Globalement, c’est le réseau BitTorrent qui domine l’univers du peer to peer. Cependant, des particularités régionales subsistent. L’exemple le plus parlant est le l’application Ares qui est très populaire en Amérique Latine et dans les Caraïbes.
Le cas de l’Europe est assez intéressant, puisque le continent est à la croisée des chemins. Le peer to peer, le divertissement en temps réel et la navigation Internet semblent être en compétition pour remporter le leadership.
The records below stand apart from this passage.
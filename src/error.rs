//! Error types for the invoice relay

use thiserror::Error;

/// Result type alias for the invoice relay
pub type Result<T> = std::result::Result<T, Error>;

/// Error types for the invoice relay
#[derive(Error, Debug)]
pub enum Error {
    /// PDF file not found on disk
    #[error("PDF not found: {path}")]
    PdfNotFound { path: String },

    /// Invalid PDF payload
    #[error("Invalid PDF file: {reason}")]
    InvalidPdf { reason: String },

    /// Invalid XML payload
    #[error("Invalid XML content: {reason}")]
    InvalidXml { reason: String },

    /// A required request field was missing or empty
    #[error("Missing required field: {field}")]
    MissingField { field: String },

    /// PDF still exceeds the post-compression ceiling after all stages
    #[error(
        "PDF rejected: original {original_mb:.2} MB, compressed {final_mb:.2} MB exceeds the {limit_mb:.2} MB limit"
    )]
    PdfRejected {
        original_mb: f64,
        final_mb: f64,
        limit_mb: f64,
    },

    /// Request body exceeds the transport-level admission cap
    #[error("Payload too large: {size_mb:.2} MB (max: {limit_mb:.2} MB)")]
    PayloadTooLarge { size_mb: f64, limit_mb: f64 },

    /// Invoice-fetch API returned an unusable response
    #[error("Invoice fetch failed: {reason}")]
    InvoiceFetch { reason: String },

    /// Transport (WhatsApp session) failure
    #[error("Transport error: {reason}")]
    Transport { reason: String },

    /// History-store failure
    #[error("History store error: {reason}")]
    History { reason: String },

    /// Compression-stage failure (recovered by the pipeline, surfaced in logs)
    #[error("PDF compression error: {reason}")]
    Compression { reason: String },

    /// Base64 decode error
    #[error("Invalid base64 data: {0}")]
    Base64Decode(#[from] base64::DecodeError),

    /// HTTP request error
    #[error("HTTP request failed: {0}")]
    HttpRequest(#[from] reqwest::Error),

    /// IO error
    #[error("IO error: {0}")]
    Io(#[from] std::io::Error),

    /// Serialization error
    #[error("Serialization error: {0}")]
    Serialization(#[from] serde_json::Error),
}

impl Error {
    /// Return a sanitized error message safe to send back to the caller.
    /// Internal details (paths, library errors) are omitted; size diagnostics
    /// keep their numbers so the caller can resend as a URL or pre-shrink.
    /// Full details should be logged via tracing before calling this.
    pub fn client_message(&self) -> String {
        match self {
            Error::PdfNotFound { .. } => "PDF not found".to_string(),
            Error::InvalidPdf { .. } => "Invalid PDF file".to_string(),
            Error::InvalidXml { .. } => "Invalid XML content".to_string(),
            Error::MissingField { field } => format!("Missing required field: {}", field),
            Error::PdfRejected {
                original_mb,
                final_mb,
                limit_mb,
            } => format!(
                "PDF rejected: original {:.2} MB, compressed {:.2} MB exceeds the {:.2} MB limit",
                original_mb, final_mb, limit_mb
            ),
            Error::PayloadTooLarge { size_mb, limit_mb } => format!(
                "Payload too large: {:.2} MB (max: {:.2} MB)",
                size_mb, limit_mb
            ),
            Error::InvoiceFetch { .. } => "Failed to fetch invoice".to_string(),
            Error::Transport { .. } => "Message delivery failed".to_string(),
            Error::History { .. } => "History store error".to_string(),
            Error::Compression { .. } => "PDF processing error".to_string(),
            Error::Base64Decode(_) => "Invalid base64 data".to_string(),
            Error::HttpRequest(_) => "HTTP request failed".to_string(),
            Error::Io(_) => "I/O error".to_string(),
            Error::Serialization(_) => "Serialization error".to_string(),
        }
    }
}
Cette situation est principalement causée par la disparité entre les différents réseaux haut-débit de chaque pays.
Les moyens de répression déployés par le gouvernement feront vraisemblablement des victimes, mais ne devraient sans doute pas avoir l’effet escompté. Ils ont été calibrés spécialement pour le peer to peer, or l’usage de BitTorrent, Emule et consorts ne cesse de diminuer au profit de solutions plus rapides et plus directes.